Think about it for a minute.
Using video games not just as an instructional tool but as pieces of historical content that students analyze like they would a photograph or primary source. Incorporating sections of games or game trailers or perhaps even an entire game into the learning process with the expectation that kids will learn social studies / historical foundational content from that experience.
Yeah. It’s a little weird.
Even today, with lots of research suggesting a positive impact on learning, many educators have a hard time seeing video games as a legitimate teaching tool. I’ve been pushing the idea of both the use of games as an instructional tool and basic game theory as a way to re-work lesson plan and unit designs for a while now. But the negative view of video games and those who play them dies hard. To think about video games as a valid part of teaching and learning is still a bit uncomfortable.
And so even for me, to think about the idea of using games as actual pieces of evidence that students can pull apart as part of the historical thinking process is something I’m trying to wrap my head around.
But why not? Current video games, and even some older ones, contain huge amounts of historical, geographical, and economic data that we need to find ways to use. I’m flashing back to a conversation I had almost ten years ago with an AP US history teacher from outside Kansas City. He was using the game Medal of Honor to help his students understand the events surrounding D-Day and the impact they had on post-war relationships.
He shared how his students laughed while they watched the first 20 minutes of the movie Saving Private Ryan. He knew he needed to find way to create an emotional connection to the historical events. The next year, he decided to have his kids play the first level in the third version of the Medal of Honor video game. Following the game play, during which students began to realize the incredible difficulty of storming Omaha Beach, he brought in two D-Day veterans. It was during these conversations – with the veterans describing realistic events, using similar phrases used by game characters and students during game play, and discussing emotions that they felt during and after the actual event – that students began to grasp the enormity of D-Day. Later during the viewing of Saving Private Ryan, the class was silent . . . except for sniffles from kids.

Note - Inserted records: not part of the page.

//! Outbox Repository Trait
//!
//! Defines the interface for outbox persistence matching Java's OutboxRepository.
//! Supports type-aware queries (EVENT vs DISPATCH_JOB) and granular status tracking.

use async_trait::async_trait;
use fc_common::{OutboxItem, OutboxItemType, OutboxStatus};
use anyhow::Result;
use std::time::Duration;

/// Configuration for outbox repository tables
#[derive(Debug, Clone)]
pub struct OutboxTableConfig {
    /// Table name for EVENT items (default: "outbox_events")
    pub events_table: String,
    /// Table name for DISPATCH_JOB items (default: "outbox_dispatch_jobs")
    pub dispatch_jobs_table: String,
}

impl Default for OutboxTableConfig {
    fn default() -> Self {
        Self {
            events_table: "outbox_events".to_string(),
            dispatch_jobs_table: "outbox_dispatch_jobs".to_string(),
        }
    }
}

impl OutboxTableConfig {
    /// Get table name for item type
    pub fn table_for_type(&self, item_type: OutboxItemType) -> &str {
        match item_type {
            OutboxItemType::EVENT => &self.events_table,
            OutboxItemType::DISPATCH_JOB => &self.dispatch_jobs_table,
        }
    }
}

/// Outbox repository trait matching Java's OutboxRepository interface
#[async_trait]
pub trait OutboxRepository: Send + Sync {
    // ========================================================================
    // Core Operations (Java-compatible)
    // ========================================================================

    /// Fetch pending items of the specified type
    ///
    /// Java equivalent: `fetchPending(OutboxItemType type, int limit)`
    async fn fetch_pending_by_type(&self, item_type: OutboxItemType, limit: u32) -> Result<Vec<OutboxItem>>;

    /// Mark items as IN_PROGRESS (status = 9)
    ///
    /// Java equivalent: `markAsInProgress(OutboxItemType type, List<String> ids)`
    async fn mark_in_progress(&self, item_type: OutboxItemType, ids: Vec<String>) -> Result<()>;

    /// Update status for items with optional error message
    ///
    /// Java equivalent: `markWithStatus(OutboxItemType type, List<String> ids, OutboxStatus status)`
    async fn mark_with_status(
        &self,
        item_type: OutboxItemType,
        ids: Vec<String>,
        status: OutboxStatus,
        error_message: Option<String>,
    ) -> Result<()>;

    /// Increment retry count and reset to PENDING for retry
    ///
    /// Java equivalent: `incrementRetryCount(OutboxItemType type, List<String> ids)`
    async fn increment_retry_count(&self, item_type: OutboxItemType, ids: Vec<String>) -> Result<()>;

    /// Fetch items that are recoverable (stuck in IN_PROGRESS or error states)
    ///
    /// Java equivalent: `fetchRecoverableItems(OutboxItemType type, int timeoutSeconds, int limit)`
    async fn fetch_recoverable_items(
        &self,
        item_type: OutboxItemType,
        timeout: Duration,
        limit: u32,
    ) -> Result<Vec<OutboxItem>>;

    /// Reset recoverable items back to PENDING
    ///
    /// Java equivalent: `resetRecoverableItems(OutboxItemType type, List<String> ids)`
    async fn reset_recoverable_items(&self, item_type: OutboxItemType, ids: Vec<String>) -> Result<()>;

    /// Fetch items stuck in IN_PROGRESS for longer than timeout
    ///
    /// Java equivalent: `fetchStuckItems(OutboxItemType type, int timeoutSeconds, int limit)`
    async fn fetch_stuck_items(
        &self,
        item_type: OutboxItemType,
        timeout: Duration,
        limit: u32,
    ) -> Result<Vec<OutboxItem>>;

    /// Reset stuck items back to PENDING
    ///
    /// Java equivalent: `resetStuckItems(OutboxItemType type, List<String> ids)`
    async fn reset_stuck_items(&self, item_type: OutboxItemType, ids: Vec<String>) -> Result<()>;

    // ========================================================================
    // Convenience Methods (backward compatibility)
    // ========================================================================

    /// Fetch all pending items (both types) - convenience method
    async fn fetch_pending(&self, limit: u32) -> Result<Vec<OutboxItem>> {
        let mut items = self.fetch_pending_by_type(OutboxItemType::EVENT, limit / 2).await?;
        let dispatch_items = self.fetch_pending_by_type(OutboxItemType::DISPATCH_JOB, limit / 2).await?;
        items.extend(dispatch_items);
        Ok(items)
    }

    /// Mark items as processing (legacy method)
    async fn mark_processing(&self, ids: Vec<String>) -> Result<()> {
        // Assume EVENT type for legacy callers
        self.mark_in_progress(OutboxItemType::EVENT, ids).await
    }

    /// Update status for a single item (legacy method)
    async fn update_status(&self, id: &str, status: OutboxStatus, error: Option<String>) -> Result<()> {
        // Assume EVENT type for legacy callers
        self.mark_with_status(
            OutboxItemType::EVENT,
            vec![id.to_string()],
            status,
            error,
        ).await
    }

    /// Recover stuck items (legacy method)
    /// Returns the number of items recovered
    async fn recover_stuck_items(&self, timeout: Duration) -> Result<u64> {
        let mut total = 0u64;

        for item_type in [OutboxItemType::EVENT, OutboxItemType::DISPATCH_JOB] {
            let stuck = self.fetch_stuck_items(item_type, timeout, 1000).await?;
            if !stuck.is_empty() {
                let ids: Vec<String> = stuck.iter().map(|i| i.id.clone()).collect();
                let count = ids.len() as u64;
                self.reset_stuck_items(item_type, ids).await?;
                total += count;
            }
        }

        Ok(total)
    }

    // ========================================================================
    // Schema Management
    // ========================================================================

    /// Initialize schema (create tables if not exists)
    async fn init_schema(&self) -> Result<()>;

    /// Get the table configuration
    fn table_config(&self) -> &OutboxTableConfig;
}

/// Extension trait for batch operations
#[async_trait]
pub trait OutboxRepositoryExt: OutboxRepository {
    /// Process a batch of items with status update
    async fn process_batch(
        &self,
        item_type: OutboxItemType,
        _items: &[OutboxItem],
        results: Vec<(String, OutboxStatus, Option<String>)>,
    ) -> Result<()> {
        // Group by status
        let mut success_ids = Vec::new();
        let mut error_items: Vec<(String, OutboxStatus, Option<String>)> = Vec::new();

        for (id, status, error) in results {
            if status.is_terminal() && matches!(status, OutboxStatus::SUCCESS) {
                success_ids.push(id);
            } else {
                error_items.push((id, status, error));
            }
        }

        // Mark successful items
        if !success_ids.is_empty() {
            self.mark_with_status(item_type, success_ids, OutboxStatus::SUCCESS, None).await?;
        }

        // Handle error items individually (they may have different statuses)
        for (id, status, error) in error_items {
            self.mark_with_status(item_type, vec![id], status, error).await?;
        }

        Ok(())
    }

    /// Retry failed items that haven't exceeded max retries
    async fn retry_failed_items(
        &self,
        item_type: OutboxItemType,
        max_retries: i32,
        limit: u32,
    ) -> Result<u64> {
        let recoverable = self.fetch_recoverable_items(item_type, Duration::from_secs(0), limit).await?;

        let mut retried = 0u64;
        let mut to_retry = Vec::new();
        let mut exhausted = Vec::new();

        for item in recoverable {
            if item.retry_count < max_retries {
                to_retry.push(item.id);
            } else {
                exhausted.push(item.id);
            }
        }

        if !to_retry.is_empty() {
            retried = to_retry.len() as u64;
            self.increment_retry_count(item_type, to_retry).await?;
        }

        // Mark exhausted items as permanently failed
        if !exhausted.is_empty() {
            self.mark_with_status(
                item_type,
                exhausted,
                OutboxStatus::INTERNAL_ERROR,
                Some("Max retries exceeded".to_string()),
            ).await?;
        }

        Ok(retried)
    }
}

// Blanket implementation
impl<T: OutboxRepository + ?Sized> OutboxRepositoryExt for T {}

The teacher had found the emotional connection he was looking for. Both the video game (released in 2002) and Saving Private Ryan (released in 1998) were created by Stephen Spielberg. Both were created with intentional similarities. Both used historically accurate data and materials. It makes sense that when students were immersed in the sterilized version of D-Day by playing the game that they would began to understand the actual, much more brutal, event experienced by those who actually participated in the event.
You can get a bit of that feel through some screenshots and video clips:
I think this sort of activity can be very powerful. But I’m beginning to see ways that we can use the games for more than just as a tool for engaging, emotion-grabbing, and first person perspective-creating. I think we need to start to see games as historical artifacts. As evidence that our kids should be using to solve problems.

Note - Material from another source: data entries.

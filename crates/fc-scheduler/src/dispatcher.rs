//! Job dispatcher for sending jobs to the message queue

use std::sync::Arc;
use bson::doc;
use mongodb::{Collection, Database};
use tracing::{debug, error, warn};

use crate::{MessagePointer, QueueMessage, QueuePublisher, SchedulerConfig, SchedulerError};
use crate::auth::DispatchAuthService;

/// Job dispatcher that sends dispatch jobs to the message queue
pub struct JobDispatcher {
    config: SchedulerConfig,
    db: Database,
    queue_publisher: Arc<dyn QueuePublisher>,
    auth_service: DispatchAuthService,
}

impl JobDispatcher {
    /// Create a new job dispatcher
    pub fn new(
        config: SchedulerConfig,
        db: Database,
        queue_publisher: Arc<dyn QueuePublisher>,
        auth_service: DispatchAuthService,
    ) -> Self {
        Self {
            config,
            db,
            queue_publisher,
            auth_service,
        }
    }

    /// Create dispatcher with default auth service (for backward compatibility)
    pub fn new_with_app_key(
        config: SchedulerConfig,
        db: Database,
        queue_publisher: Arc<dyn QueuePublisher>,
        app_key: Option<String>,
    ) -> Self {
        Self::new(config, db, queue_publisher, DispatchAuthService::new(app_key))
    }

    /// Dispatch a job to the message queue
    pub async fn dispatch(&self, job_id: &str) -> Result<bool, SchedulerError> {
        let collection: Collection<bson::Document> = self.db.collection("dispatch_jobs");

        let filter = doc! { "_id": job_id };
        let Some(doc) = collection.find_one(filter.clone()).await? else {
            warn!(job_id = %job_id, "Job not found");
            return Ok(false);
        };

        let message_group = doc.get_str("messageGroup").ok().map(|s| s.to_string());
        let dispatch_pool_id = doc.get_str("dispatchPoolId").ok().map(|s| s.to_string());

        // Generate HMAC auth token
        let auth_token = match self.auth_service.generate_auth_token(job_id) {
            Ok(token) => token,
            Err(e) => {
                warn!(job_id = %job_id, error = %e, "Failed to generate auth token, using fallback");
                // Fallback for development/unconfigured environments
                format!("dev_{}", job_id)
            }
        };

        let pointer = MessagePointer {
            job_id: job_id.to_string(),
            dispatch_pool_id: dispatch_pool_id.unwrap_or_else(|| self.config.default_pool_code.clone()),
            auth_token,
            mediation_type: "HTTP".to_string(),
            processing_endpoint: self.config.processing_endpoint.clone(),
            message_group: message_group.clone(),
            batch_id: None,
        };

        let message = QueueMessage {
            id: job_id.to_string(),
            message_group,
            deduplication_id: job_id.to_string(),
            body: serde_json::to_string(&pointer)?,
        };

        // Record metrics
        metrics::counter!("scheduler.jobs.dispatched_total").increment(1);

        match self.queue_publisher.publish(message).await {
            Ok(_) => {
                let update = doc! {
                    "$set": {
                        "status": "QUEUED",
                        "queuedAt": bson::DateTime::now(),
                        "updatedAt": bson::DateTime::now()
                    }
                };
                collection.update_one(filter, update).await?;
                debug!(job_id = %job_id, "Job dispatched successfully");
                metrics::counter!("scheduler.jobs.queued_total").increment(1);
                Ok(true)
            }
            Err(e) => {
                error!(job_id = %job_id, error = %e, "Failed to dispatch job");
                metrics::counter!("scheduler.jobs.dispatch_errors_total").increment(1);
                Ok(false)
            }
        }
    }

    /// Check if the queue publisher is healthy
    pub fn is_healthy(&self) -> bool {
        self.queue_publisher.is_healthy()
    }

    /// Check if auth service is configured
    pub fn is_auth_configured(&self) -> bool {
        self.auth_service.is_configured()
    }
}

#[cfg(test)]
mod tests {
    use super::*;

    #[test]
    fn test_dispatcher_auth_configured() {
        // This would need a full integration test setup
        // Just verifying the structure compiles correctly
        let auth = DispatchAuthService::new(Some("test-key".to_string()));
        assert!(auth.is_configured());
    }
}
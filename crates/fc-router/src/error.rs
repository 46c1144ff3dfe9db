use thiserror::Error;

#[derive(Error, Debug)]
pub enum RouterError {
    #[error("Pool error: {0}")]
    Pool(String),

    #[error("Queue error: {0}")]
    Queue(String),

    #[error("Mediation error: {0}")]
    Mediation(String),

    #[error("Configuration error: {0}")]
    Config(String),

    #[error("Pool not found: {0}")]
    PoolNotFound(String),

    #[error("Pool at capacity: {0}")]
    PoolAtCapacity(String),

    #[error("Rate limited: {0}")]
    RateLimited(String),

    #[error("Shutdown in progress")]
    ShutdownInProgress,

    #[error("Duplicate message: {0}")]
    DuplicateMessage(String),

    #[error("HTTP error: {0}")]
    Http(#[from] reqwest::Error),

    #[error("Serialization error: {0}")]
    Serialization(#[from] serde_json::Error),
}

Sam Wineburg has been preaching for years about the need for teaching historical thinking skills. And we’re moving in that direction. He, and others, suggest that we should be training our kids to look at evidence in three different ways:
- Sourcing asks students to consider who wrote a document as well as the circumstances of its creation. Who authored a given document? When? For what purpose?
- Contextualization asks students to locate a document in time and place, and to understand how these factors shape its content.
- Corroboration asks students to consider details across multiple sources to determine points of agreement and disagreement.
Can we do that sort of thinking with video games? I believe that we can. Games have become much more sophisticated since Medal of Honor came out 12 years ago. And not just in the look and feel of the game but the content and story as well. And to be honest, depending on the game, more violent. But I believe that there are ways to avoid the negatives while taking advantage of the positives.
For example, a teacher shared his use of the recent game, Assassins Creed III. Like many games, Assassins Creed III combines actual historical events and characters with fictional ones. And as the title implies, there are assassinations and violence. But the story also recreates an historically accurate version of the Boston Massacre and allows for free-play explorations of 18th-century Boston, New York, and the American frontier. It’s possible to use just pieces of the game to encourage kids to find the facts and fiction embedded in the game. And Wineburg’s three questions can help you frame the conversations around historical thinking skills while also supporting the collection of historical facts.
Many games also lend themselves to economic or geographic conversations. Newer games such as Elder Scrolls V: Skyrim have been used by students to take population statistics and analyze whether the towns are producing enough food to feed the population. One instructor said that “it’s an interesting way for an AP Human Geography teacher to get kids to think about how field work works and how to use statistics to try to change things.” Others have used older games such as Civilization with their students to encourage critical thinking, problem solving, and the building of foundational knowledge.
I want to look more into games such as the very sweet Mission US series and online games at Stop Disasters. Both are clearly aimed at teachers and so are intentionally “educational.” There seems to be ways to also use these less “commercial” games as historical artifacts.
I’m curious. Can we use historical thinking processes and questions to look more intentionally at video games?